Post by Acoustica Greg »

Hi,

Maybe you should keep the newest several backups?

I don't know, some people end up having corrupted projects a lot for reasons I don't understand. It's up to you, but some redundancy is good.

Hard drive space is so plentiful these days, it's probably not worth worrying about for most people.

Greg
Mixcraft - The Musician's DAW
Check out our tutorial videos on YouTube: Mixcraft 10 University 101
jwarv
Posts: 768
Joined: Fri Oct 12, 2012 1:20 pm

Re: Hard Drive Colon Cleanser Tip

Post by jwarv »

Greg,

Good idea.
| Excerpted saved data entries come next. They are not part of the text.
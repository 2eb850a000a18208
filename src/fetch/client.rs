use async_trait::async_trait;
use reqwest::{Request, Response};

/// Executes prepared HTTP requests; wrapped by sources that need auth or retries.
#[async_trait]
pub trait HttpClient: Send + Sync {
    async fn execute(&self, req: Request) -> reqwest::Result<Response>;
}
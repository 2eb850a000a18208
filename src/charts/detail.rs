use chrono::{Duration, NaiveDate};
use tracing::warn;

use super::plotted_result;
use super::rt::{TICK_FORMAT, rt_panel};
use super::types::{DetailChartSpec, Layout, Panel, Trace};
use super::utility::count_axis_max;
use crate::config::DashboardConfig;
use crate::error::{Error, Result};
use crate::series::{gaussian_rolling_mean, smooth};
use crate::store::{AreaResult, DashboardSnapshot};

const DETAIL_COLUMNS: usize = 2;

const DAILY_BAR: &str = "rgb(200, 200, 255)";
const TESTS_BAR: &str = "rgb(200, 200, 200)";
const MOVING_AVERAGE: &str = "royalblue";
const TESTS_AVERAGE: &str = "rgb(100, 100, 100)";
const TEST_ADJUSTED: &str = "rgb(255, 127, 14)";
const TEST_ADJUSTED_RAW: &str = "rgba(255, 127, 14, 0.3)";
const INFECTIONS: &str = "rgb(44, 160, 44)";
const BAR_OPACITY: f64 = 0.5;

/// Rt panel followed by the case panel and, when tests are reported, a
/// tests panel. All panels share one X range.
pub(crate) fn build(
    snapshot: &DashboardSnapshot,
    area: &str,
    config: &DashboardConfig,
) -> Result<DetailChartSpec> {
    let result = plotted_result(snapshot, area)?;
    let last = result
        .last_date()
        .ok_or_else(|| Error::EmptySeries(area.to_string()))?;
    let x_range = [config.plot_start, last + Duration::days(1)];

    let mut panels = vec![rt_panel(
        result,
        format!("{area} Area Rt"),
        (1, 1),
        x_range,
        snapshot.credible_interval,
        config,
    )];
    panels.extend(cases_panel(snapshot, result, x_range, config));
    panels.extend(tests_panel(result, x_range));

    let layout = Layout::grid(
        panels.len(),
        panels.len().min(DETAIL_COLUMNS),
        config.detail_width,
        config.detail_row_height,
    );
    for (i, panel) in panels.iter_mut().enumerate() {
        (panel.row, panel.col) = layout.position(i);
    }

    Ok(DetailChartSpec {
        area: area.to_string(),
        layout,
        credible_interval: snapshot.credible_interval,
        color_scale: config.color_scale.clone(),
        panels,
    })
}

/// Daily cases with a moving average, plus test-adjusted and inferred
/// infection overlays when the result table carries them.
///
/// Daily cases come from the cumulative case table when the snapshot has
/// one for the area, otherwise from the result table's `positive` column.
fn cases_panel(
    snapshot: &DashboardSnapshot,
    result: &AreaResult,
    x_range: [NaiveDate; 2],
    config: &DashboardConfig,
) -> Option<Panel> {
    let area = result.area.as_str();
    let dates = result.dates();
    let mut traces = Vec::new();

    if let Some(cumulative) = snapshot.cases(area) {
        match smooth(cumulative, config.min_cases) {
            Ok(cases) => {
                let x: Vec<NaiveDate> = cases.original.iter().map(|p| p.date).collect();
                traces.push(bar(
                    "Daily Cases",
                    x.clone(),
                    cases.original.iter().map(|p| Some(p.value as f64)).collect(),
                    DAILY_BAR,
                ));
                traces.push(line(
                    "Moving Average",
                    x,
                    cases.smoothed.iter().map(|p| Some(p.value as f64)).collect(),
                    MOVING_AVERAGE,
                ));
            }
            Err(e) => warn!(area, error = %e, "Case series not plotted"),
        }
    } else if let Some(positive) = result.column(|r| r.positive) {
        let smoothed = smooth_column(&positive);
        traces.push(bar("Daily Cases", dates.clone(), positive, DAILY_BAR));
        traces.push(line("Moving Average", dates.clone(), smoothed, MOVING_AVERAGE));
    }

    if let Some(raw) = result.column(|r| r.test_adjusted_raw) {
        traces.push(line("Test-Adjusted Cases (raw)", dates.clone(), raw, TEST_ADJUSTED_RAW));
    }
    if let Some(adjusted) = result.column(|r| r.test_adjusted_smoothed) {
        traces.push(line("Test-Adjusted Cases", dates.clone(), adjusted, TEST_ADJUSTED));
    }
    if let Some(infections) = result.column(|r| r.infections) {
        traces.push(line("Inferred Infections", dates, infections, INFECTIONS));
    }

    if traces.is_empty() {
        return None;
    }
    Some(count_panel(format!("{area} Area New Cases"), x_range, traces))
}

fn tests_panel(result: &AreaResult, x_range: [NaiveDate; 2]) -> Option<Panel> {
    let tests = result.column(|r| r.tests)?;
    let dates = result.dates();
    let smoothed = smooth_column(&tests);
    let traces = vec![
        bar("Daily Tests", dates.clone(), tests, TESTS_BAR),
        line("Tests Moving Average", dates, smoothed, TESTS_AVERAGE),
    ];
    Some(count_panel(
        format!("{} Area Daily Tests", result.area),
        x_range,
        traces,
    ))
}

fn count_panel(title: String, x_range: [NaiveDate; 2], traces: Vec<Trace>) -> Panel {
    let y_max = count_axis_max(traces.iter().flat_map(|t| match t {
        Trace::Bar { y, .. } | Trace::Line { y, .. } => y.as_slice(),
        Trace::Band { .. } | Trace::Markers { .. } => &[],
    }));
    Panel {
        title,
        row: 1,
        col: 1,
        x_range,
        y_range: [0.0, y_max],
        x_tick_format: TICK_FORMAT.to_string(),
        traces,
        reference_lines: Vec::new(),
    }
}

/// Gaussian rolling mean over a column with gaps, rounded half to even.
fn smooth_column(values: &[Option<f64>]) -> Vec<Option<f64>> {
    let raw: Vec<f64> = values.iter().map(|v| v.unwrap_or(f64::NAN)).collect();
    gaussian_rolling_mean(&raw)
        .into_iter()
        .map(|v| (!v.is_nan()).then(|| v.round_ties_even()))
        .collect()
}

fn bar(name: &str, x: Vec<NaiveDate>, y: Vec<Option<f64>>, color: &str) -> Trace {
    Trace::Bar {
        name: name.to_string(),
        x,
        y,
        color: color.to_string(),
        opacity: BAR_OPACITY,
    }
}

fn line(name: &str, x: Vec<NaiveDate>, y: Vec<Option<f64>>, color: &str) -> Trace {
    Trace::Line {
        name: name.to_string(),
        x,
        y,
        color: color.to_string(),
    }
}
A handful can't hurt.

I guess I'm a bit OCD about having enough space because I hang on to everything. But I find that if a project folder doesn't have well identified, neatly organized files, it gets under my skin. Especially with multiple takes. I tend to go back into my projects and merge most of my tracks so I can get rid of all those loose stems.

I know, I'm a sicko.
davenz
Posts: 59
Joined: Fri Mar 02, 2012 8:05 pm

Re: Hard Drive Colon Cleanser Tip

Post by davenz »

You are not a sicko, I know the feeling, and many others share it too, but as has been said you can really come unglued deleting files 'just because' they are there. Files get corrupted all the time, and if your Mixcraft project files fall victim one day, you'll keenly regret deleting those backups. Most user's hard drives these days have lots of free space, and it is a misconception that performance loss happens on a machine with thousands of files on the drive. Performance will only suffer if the drive is so packed to the gunnels with data that there is no room for the swap files and other areas required by the operating system; if that happens Windows will usually tell you long before it becomes a problem. Leaving those project files alone makes good sense and deleting them won't help one bit.